An understanding inflicted,
a boundary carved in ink:
named, Indian, you are put in place,
set down in a habitation,
and given a sound for yourself.
Re-word your world.
Re-shape you mouth and learn
to tongue the consonants
that you did not speak before.
With no “l” of “r” in your voice,
how did you hear your name?
Nanohigganset, Nahicans, Nahigonset?
Now when you speak to yourself,
you say easily, Narragansett.
Translated, transposed, you sing
a melody pitched in a new key.
“Matnowesuonckane / I have no name.”
Summer, 1643:
Seeking a charter for his colony,
Mr.
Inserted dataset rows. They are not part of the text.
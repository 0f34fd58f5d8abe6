use crate::data::SharedTradingData;
use crate::timers::Scheduler;
use crate::views::{Notice, View, ViewKind, ViewLifecycle};
use sen_domain::value_objects::strategy::{Strategy, StrategyStatus};

pub const TABLE_HEADERS: [&str; 7] = [
    "ID",
    "Name",
    "Symbol",
    "Timeframe",
    "Status",
    "Profit",
    "Trades",
];

/// Strategy manager screen: a table of every strategy plus bulk start/stop.
pub struct StrategyView {
    lifecycle: ViewLifecycle,
    data: SharedTradingData,
    rows: Option<Vec<Strategy>>,
    selected: usize,
    notice: Option<Notice>,
}

impl StrategyView {
    pub fn new(data: SharedTradingData) -> Self {
        Self {
            lifecycle: ViewLifecycle::Unmounted,
            data,
            rows: None,
            selected: 0,
            notice: None,
        }
    }

    pub fn rows(&self) -> &[Strategy] {
        self.rows.as_deref().unwrap_or(&[])
    }

    pub fn selected(&self) -> usize {
        self.selected
    }

    pub fn notice(&self) -> Option<&Notice> {
        self.notice.as_ref()
    }

    pub fn select_next(&mut self) {
        let max = self.rows().len().saturating_sub(1);
        self.selected = (self.selected + 1).min(max);
    }

    pub fn select_prev(&mut self) {
        self.selected = self.selected.saturating_sub(1);
    }

    pub fn start_all(&mut self) {
        self.set_all(StrategyStatus::Active);
        self.notice = Some(Notice::info("All strategies started"));
    }

    pub fn stop_all(&mut self) {
        self.set_all(StrategyStatus::Inactive);
        self.notice = Some(Notice::info("All strategies stopped"));
    }

    /// Placeholder: strategies cannot be created from the terminal yet.
    pub fn add_strategy(&mut self) {
        self.notice = Some(Notice::info(
            "Add strategy functionality is not implemented",
        ));
    }

    /// Placeholder: strategies cannot be removed from the terminal yet.
    pub fn remove_strategy(&mut self) {
        self.notice = Some(Notice::info(
            "Remove strategy functionality is not implemented",
        ));
    }

    fn set_all(&mut self, status: StrategyStatus) {
        if self.lifecycle != ViewLifecycle::Mounted {
            return;
        }
        {
            let mut data = self.data.lock();
            for strategy in data.strategies() {
                if !data.set_strategy_status(&strategy.id, status) {
                    tracing::warn!(strategy_id = %strategy.id, "strategy vanished during bulk update");
                }
            }
        }
        tracing::info!(status = status.as_str(), "bulk strategy status update");
        self.load_strategies();
    }

    fn load_strategies(&mut self) {
        let rows = self.data.lock().strategies();
        let max = rows.len().saturating_sub(1);
        self.selected = self.selected.min(max);
        self.rows = Some(rows);
    }
}

impl View for StrategyView {
    fn kind(&self) -> ViewKind {
        ViewKind::Strategy
    }

    fn lifecycle(&self) -> ViewLifecycle {
        self.lifecycle
    }

    fn mount(&mut self, _scheduler: &mut dyn Scheduler) -> Result<(), String> {
        self.lifecycle.enter_mounted(ViewKind::Strategy)?;
        self.load_strategies();
        Ok(())
    }

    fn unmount(&mut self, _scheduler: &mut dyn Scheduler) -> Result<(), String> {
        self.lifecycle.enter_disposed(ViewKind::Strategy)?;
        self.rows = None;
        self.notice = None;
        Ok(())
    }
}

#[cfg(test)]
mod tests {
    use super::StrategyView;
    use crate::data::share;
    use crate::timers::TimerQueue;
    use crate::views::View;
    use sen_domain::value_objects::strategy::StrategyStatus;
    use sen_infrastructure::sample_data::InMemoryTradingData;

    #[test]
    fn stop_all_then_start_all_updates_provider_and_table() {
        let data = share(InMemoryTradingData::seeded(2));
        let mut timers = TimerQueue::new();
        let mut view = StrategyView::new(data.clone());
        view.mount(&mut timers).expect("mount");
        assert_eq!(view.rows().len(), 2);

        view.stop_all();
        assert!(view
            .rows()
            .iter()
            .all(|s| s.status == StrategyStatus::Inactive));
        assert!(data
            .lock()
            .strategies()
            .iter()
            .all(|s| s.status == StrategyStatus::Inactive));
        assert_eq!(view.notice().unwrap().text, "All strategies stopped");

        view.start_all();
        assert!(view.rows().iter().all(|s| s.status == StrategyStatus::Active));
        assert_eq!(timers.pending_len(), 0);
    }

    #[test]
    fn bulk_actions_after_unmount_do_not_touch_provider() {
        let data = share(InMemoryTradingData::seeded(2));
        let mut timers = TimerQueue::new();
        let mut view = StrategyView::new(data.clone());
        view.mount(&mut timers).expect("mount");
        view.unmount(&mut timers).expect("unmount");

        view.stop_all();
        assert!(data
            .lock()
            .strategies()
            .iter()
            .all(|s| s.status == StrategyStatus::Active));
        assert!(view.rows().is_empty());
    }

    #[test]
    fn add_and_remove_are_placeholders() {
        let data = share(InMemoryTradingData::seeded(2));
        let mut timers = TimerQueue::new();
        let mut view = StrategyView::new(data.clone());
        view.mount(&mut timers).expect("mount");
        view.add_strategy();
        assert!(view.notice().unwrap().text.contains("not implemented"));
        view.remove_strategy();
        assert!(view.notice().unwrap().text.contains("not implemented"));
        assert_eq!(data.lock().strategies().len(), 2);
    }

    #[test]
    fn selection_is_clamped_to_rows() {
        let mut timers = TimerQueue::new();
        let mut view = StrategyView::new(share(InMemoryTradingData::seeded(2)));
        view.mount(&mut timers).expect("mount");
        view.select_next();
        view.select_next();
        assert_eq!(view.selected(), 1);
        view.select_prev();
        view.select_prev();
        assert_eq!(view.selected(), 0);
    }
}
use serde::{Deserialize, Serialize};

/// Point-in-time view of the trading account. Drawdown is a percentage.
#[derive(Debug, Clone, PartialEq, Serialize, Deserialize)]
pub struct Account {
    pub balance: f64,
    pub equity: f64,
    pub margin_used: f64,
    pub margin_free: f64,
    pub drawdown: f64,
}

impl Account {
    pub fn new(balance: f64, equity: f64) -> Self {
        Self {
            balance,
            equity,
            margin_used: 0.0,
            margin_free: 0.0,
            drawdown: 0.0,
        }
    }
}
Williams ships from Boston.
The hull pitches in the current,
the horizon sinks and rises,
never level, always new.
Below deck, he bows to the page
and dreams of what is rolling into view.
He clutches his pen and records a story
of the Indians accepting a name.
The work of salvation begins.
2.
“’Tis not a storme on sea, or shore,
’Tis not the Word that can;
But ’tis the spirit or Breath of God
that must renew the man.”
forget the politics of history,
let others make it their task
to count the profit and the loss,
all sunk in the deep sea swell,
leave the courtly battles,
the royal suitors locked in towers,
and the nameless, numberless dead
of Ypres, of Austerlitz, of Waterloo.
What remains is a tone of voice,
what survives is a way of speaking,
what sticks are the words
that set a world in motion.
The English have a language
for knowing others,
for naming Indians and calling God,
for writing down the good news:
“All that know that one
God.
That love and feare
Him.
They goe up to Heaven.
They ever live in joy.
In God’s own House.
They that know not God.
That love.
And feare him not.
They go to Hell or the
Deepe.
Who told you so?
Gods Booke or Writing.”
In this sturdy Elizabethan dialect,
the subject firmly grasps its object.
But could this language also lose
its speakers?
The words that chained, starved,
consigned people to stocks,
allowed merchants to trade
lives for livelihood—
will these words become unpronounceable?
Like a child, run your finger
under the syllables and try
to breathe life into them.
Resuscitate the expiring phrase,
as if you might call and call
and call, and bring it back,
help a meaning surface, gasping,
a sound that might tell you
where you’ve been, that could
present you to yourself, complete.
The recent past arrives in a language
that misleads because
it can be read too easily.
History always appears,
always, in an act of translation.
At its best, this testimony
reminds us who went
to the sword and who
preserved his name for God.
[These three poems come from a series entitled “Key into the Language of America.”